(Stored data entries)
━━━━━━━━
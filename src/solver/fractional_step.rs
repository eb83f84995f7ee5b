use glam::DVec2;

use crate::config::{CaseConfig, IbConfig};
use crate::discretization::mesh::{Mesh, ZoneId};
use crate::error::Error;
use crate::ib::ImmersedBoundarySet;
use crate::numerics::linear::LinearSolveParams;
use crate::numerics::timing::record_assembly;
use crate::parallel::Communicator;
use crate::physics::equation::Equation;
use crate::physics::field::{ScalarField, VectorField};
use crate::physics::BoundaryType;
use crate::solver::schemes;

/// Residuals and stability numbers of one completed time step.
#[derive(Clone, Copy, Debug)]
pub struct StepReport {
    pub time: f64,
    pub dt: f64,
    pub u_residual: f64,
    pub p_residual: f64,
    pub max_divergence: f64,
    pub max_cfl: f64,
}

/// One-step fractional-step (projection) solver for unsteady incompressible
/// flow with immersed boundaries.
///
/// Per step: predictor momentum solve with the immersed no-slip rows,
/// pressure Poisson with the consistent wall condition, divergence-free
/// velocity correction, body advance + reclassification, and force
/// integration. The collective operations inside run in a fixed order, one
/// phase after another.
pub struct FractionalStep {
    pub mesh: Mesh,
    pub u: VectorField,
    pub p: ScalarField,
    pub ib: ImmersedBoundarySet,
    comm: Box<dyn Communicator>,
    rho: f64,
    mu: f64,
    gravity: DVec2,
    fluid: ZoneId,
    linear: LinearSolveParams,
    max_dt: f64,
    pressure_ref: Option<(usize, f64)>,
    pub time: f64,
    pub step: usize,
}

impl FractionalStep {
    pub fn new(
        case: &CaseConfig,
        ib_cfg: &IbConfig,
        mut mesh: Mesh,
        comm: Box<dyn Communicator>,
    ) -> Result<Self, Error> {
        let fluid = mesh.zones.create_zone("fluid");
        mesh.zones.add_all(fluid, 0..mesh.n_cells());

        let u = VectorField::new("u", &mesh);
        let p = ScalarField::new("p", &mesh);

        let mut ib = ImmersedBoundarySet::from_config(ib_cfg, case, &mut mesh, fluid)?;
        ib.init(&mut mesh, comm.as_ref())?;

        Ok(Self {
            mesh,
            u,
            p,
            ib,
            comm,
            rho: case.rho,
            mu: case.mu,
            gravity: case.gravity,
            fluid,
            linear: case.linear,
            max_dt: case.max_dt,
            pressure_ref: None,
            time: 0.0,
            step: 0,
        })
    }

    /// Pin the pressure in one cell. Needed when every patch and body
    /// carries a Neumann pressure condition and the Poisson system would
    /// otherwise be singular up to a constant.
    pub fn set_pressure_reference(&mut self, cell: usize, value: f64) {
        self.pressure_ref = Some((cell, value));
    }

    pub fn fluid_zone(&self) -> ZoneId {
        self.fluid
    }

    pub fn comm(&self) -> &dyn Communicator {
        self.comm.as_ref()
    }

    /// Make face values consistent with the initial cell values and patch
    /// rules. Call once after setting initial conditions.
    pub fn initialize(&mut self) {
        crate::numerics::timing::reset_timing();
        self.u.interpolate_faces(&self.mesh);
        self.u.set_boundary_faces(&self.mesh);
        self.p.interpolate_faces(&self.mesh);
        self.p.set_boundary_faces(&self.mesh);
    }

    /// Advance one time step. A diverged linear solve is retried once with
    /// half the step from the saved state before giving up.
    pub fn advance(&mut self, dt: f64) -> Result<StepReport, Error> {
        let saved = (
            self.u.cells.clone(),
            self.u.faces.clone(),
            self.p.cells.clone(),
            self.p.faces.clone(),
        );

        match self.try_step(dt) {
            Err(Error::LinearSolveDiverged { system, detail }) => {
                println!(
                    "Linear solve for \"{system}\" diverged ({detail}); retrying with dt/2"
                );
                self.u.cells = saved.0;
                self.u.faces = saved.1;
                self.p.cells = saved.2;
                self.p.faces = saved.3;
                self.try_step(dt / 2.0)
            }
            other => other,
        }
    }

    fn try_step(&mut self, dt: f64) -> Result<StepReport, Error> {
        let u_residual = self.solve_u_eqn(dt)?;
        let p_residual = self.solve_p_eqn(dt)?;
        self.correct_velocity(dt);

        let max_divergence = self.max_divergence_error();
        let max_cfl = self.max_courant_number(dt);

        self.ib.update(
            dt,
            &mut self.mesh,
            &mut self.u,
            &mut self.p,
            self.comm.as_ref(),
        )?;
        self.ib
            .compute_forces(self.mu, &self.u, &self.p, &self.mesh, self.comm.as_ref());

        self.time += dt;
        self.step += 1;

        Ok(StepReport {
            time: self.time,
            dt,
            u_residual,
            p_residual,
            max_divergence,
            max_cfl,
        })
    }

    /// Predictor: `ddt(u) + div(u u) - nu lap(u) - g = 0` over the fluid
    /// zone plus the immersed no-slip rows, Crank-Nicolson on diffusion and
    /// first-order upwind on advection with the previous corrected face
    /// fluxes.
    fn solve_u_eqn(&mut self, dt: f64) -> Result<f64, Error> {
        self.u.save_previous();
        let nu = self.mu / self.rho;

        let eqn = record_assembly(|| -> Result<Equation<DVec2>, Error> {
            let mut eqn = Equation::new("uEqn", self.mesh.n_cells());
            schemes::ddt(&mut eqn, &self.mesh, self.fluid, self.u.prev_cells(), dt);
            schemes::div_upwind(&mut eqn, &self.mesh, self.fluid, self.u.prev_faces(), &self.u);
            schemes::diffusion(&mut eqn, &self.mesh, self.fluid, nu, &self.u, 0.5);
            schemes::body_force(&mut eqn, &self.mesh, self.fluid, self.gravity);
            eqn += self.ib.velocity_bcs(&self.u, &self.mesh)?;
            Ok(eqn)
        })?;

        let residual = eqn.solve(&mut self.u.cells, &self.linear)?;

        self.comm.sync_vector(&mut self.u.cells);
        self.u.interpolate_faces(&self.mesh);
        self.u.set_boundary_faces(&self.mesh);
        Ok(residual)
    }

    /// Pressure Poisson: `div(dt/rho grad p) = div(u*)` with the consistent
    /// immersed-wall condition.
    fn solve_p_eqn(&mut self, dt: f64) -> Result<f64, Error> {
        let eqn = record_assembly(|| {
            let mut eqn = Equation::new("pEqn", self.mesh.n_cells());
            schemes::poisson(&mut eqn, &self.mesh, self.fluid, dt / self.rho, &self.p);
            schemes::div_source(&mut eqn, &self.mesh, self.fluid, &self.u);
            eqn += self.ib.pressure_bcs(self.rho, &self.p, &self.mesh);
            if let Some((cell, value)) = self.pressure_ref {
                eqn.add(cell, cell, 1.0);
                eqn.add_source(cell, -value);
            }
            eqn
        });

        let residual = eqn.solve(&mut self.p.cells, &self.linear)?;

        self.comm.sync_scalar(&mut self.p.cells);
        self.p.interpolate_faces(&self.mesh);
        self.p.set_boundary_faces(&self.mesh);
        Ok(residual)
    }

    /// Project the predictor velocity onto the divergence-free space: cell
    /// values by the Green-Gauss gradient, face values by the compact
    /// normal gradient that entered the Poisson stencil.
    fn correct_velocity(&mut self, dt: f64) {
        let coeff = dt / self.rho;
        let grad_p = self.p.cell_gradient(&self.mesh);

        for c in self.mesh.zones.cells(self.fluid) {
            self.u.cells[c] -= coeff * grad_p[c];
        }
        self.comm.sync_vector(&mut self.u.cells);

        for face in &self.mesh.faces {
            if !face.is_boundary() {
                let dpdn = self.p.face_normal_gradient(&self.mesh, face.id);
                self.u.faces[face.id] -= coeff * dpdn * face.normal;
            }
        }

        for patch in &self.mesh.patches {
            let bc = self.u.patch_bc(patch.id);
            match bc.bc_type {
                BoundaryType::Fixed => {}
                BoundaryType::NormalGradient => {
                    for &f in &patch.faces {
                        let face = &self.mesh.faces[f];
                        let owner = face.cells.0;
                        let d = (face.centroid - self.mesh.cells[owner].centroid)
                            .length()
                            .max(1e-14);
                        let dpdn = (self.p.faces[f] - self.p.cells[owner]) / d;
                        self.u.faces[f] -= coeff * dpdn * face.normal;
                    }
                }
                BoundaryType::Symmetry => {
                    for &f in &patch.faces {
                        let face = &self.mesh.faces[f];
                        let owner = face.cells.0;
                        let uc = self.u.cells[owner];
                        self.u.faces[f] = uc - uc.dot(face.normal) * face.normal;
                    }
                }
            }
        }
    }

    /// Largest cell-wise divergence magnitude `|sum_f u_f . S_f| / V`.
    pub fn max_divergence_error(&self) -> f64 {
        let mut max_err = 0.0f64;
        for c in self.mesh.zones.cells(self.fluid) {
            let cell = &self.mesh.cells[c];
            let mut div = 0.0;
            for link in &cell.interior_links {
                div += self.u.faces[link.face].dot(link.outward_norm);
            }
            for link in &cell.boundary_links {
                div += self.u.faces[link.face].dot(link.outward_norm);
            }
            max_err = max_err.max((div / cell.volume).abs());
        }
        self.comm.max(max_err)
    }

    /// Largest cell Courant number for the given step.
    pub fn max_courant_number(&self, dt: f64) -> f64 {
        let mut max_co = 0.0f64;
        for c in self.mesh.zones.cells(self.fluid) {
            let cell = &self.mesh.cells[c];
            let mut co = 0.0;
            for link in &cell.interior_links {
                co += self.u.faces[link.face].dot(link.outward_norm).max(0.0);
            }
            for link in &cell.boundary_links {
                co += self.u.faces[link.face].dot(link.outward_norm).max(0.0);
            }
            max_co = max_co.max(co * dt / cell.volume);
        }
        self.comm.max(max_co)
    }

    /// Monotone step-size controller: grow towards the target Courant
    /// number by at most 10% of the headroom and a factor 1.2 per step,
    /// capped by the configured maximum step.
    pub fn compute_max_time_step(&self, max_cfl: f64, prev_dt: f64) -> f64 {
        let lambda1 = 0.1;
        let lambda2 = 1.2;
        let co = self.max_courant_number(prev_dt).max(1e-14);
        let ratio = max_cfl / co;

        let dt = (ratio * prev_dt)
            .min((1.0 + lambda1 * ratio) * prev_dt)
            .min(lambda2 * prev_dt)
            .min(self.max_dt);
        self.comm.min(dt)
    }
}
━━━━━━━━
### Work to complete
Each line that includes the string "with" should be copied from the data.

### Result of this task
/// flow with immersed boundaries.
/// Per step: predictor momentum solve with the immersed no-slip rows,
/// pressure Poisson with the consistent wall condition, divergence-free
    /// Make face values consistent with the initial cell values and patch
    /// Advance one time step. A diverged linear solve is retried once with
                    "Linear solve for \"{system}\" diverged ({detail}); retrying with dt/2"
    /// first-order upwind on advection with the previous corrected face
    /// Pressure Poisson: `div(dt/rho grad p) = div(u*)` with the consistent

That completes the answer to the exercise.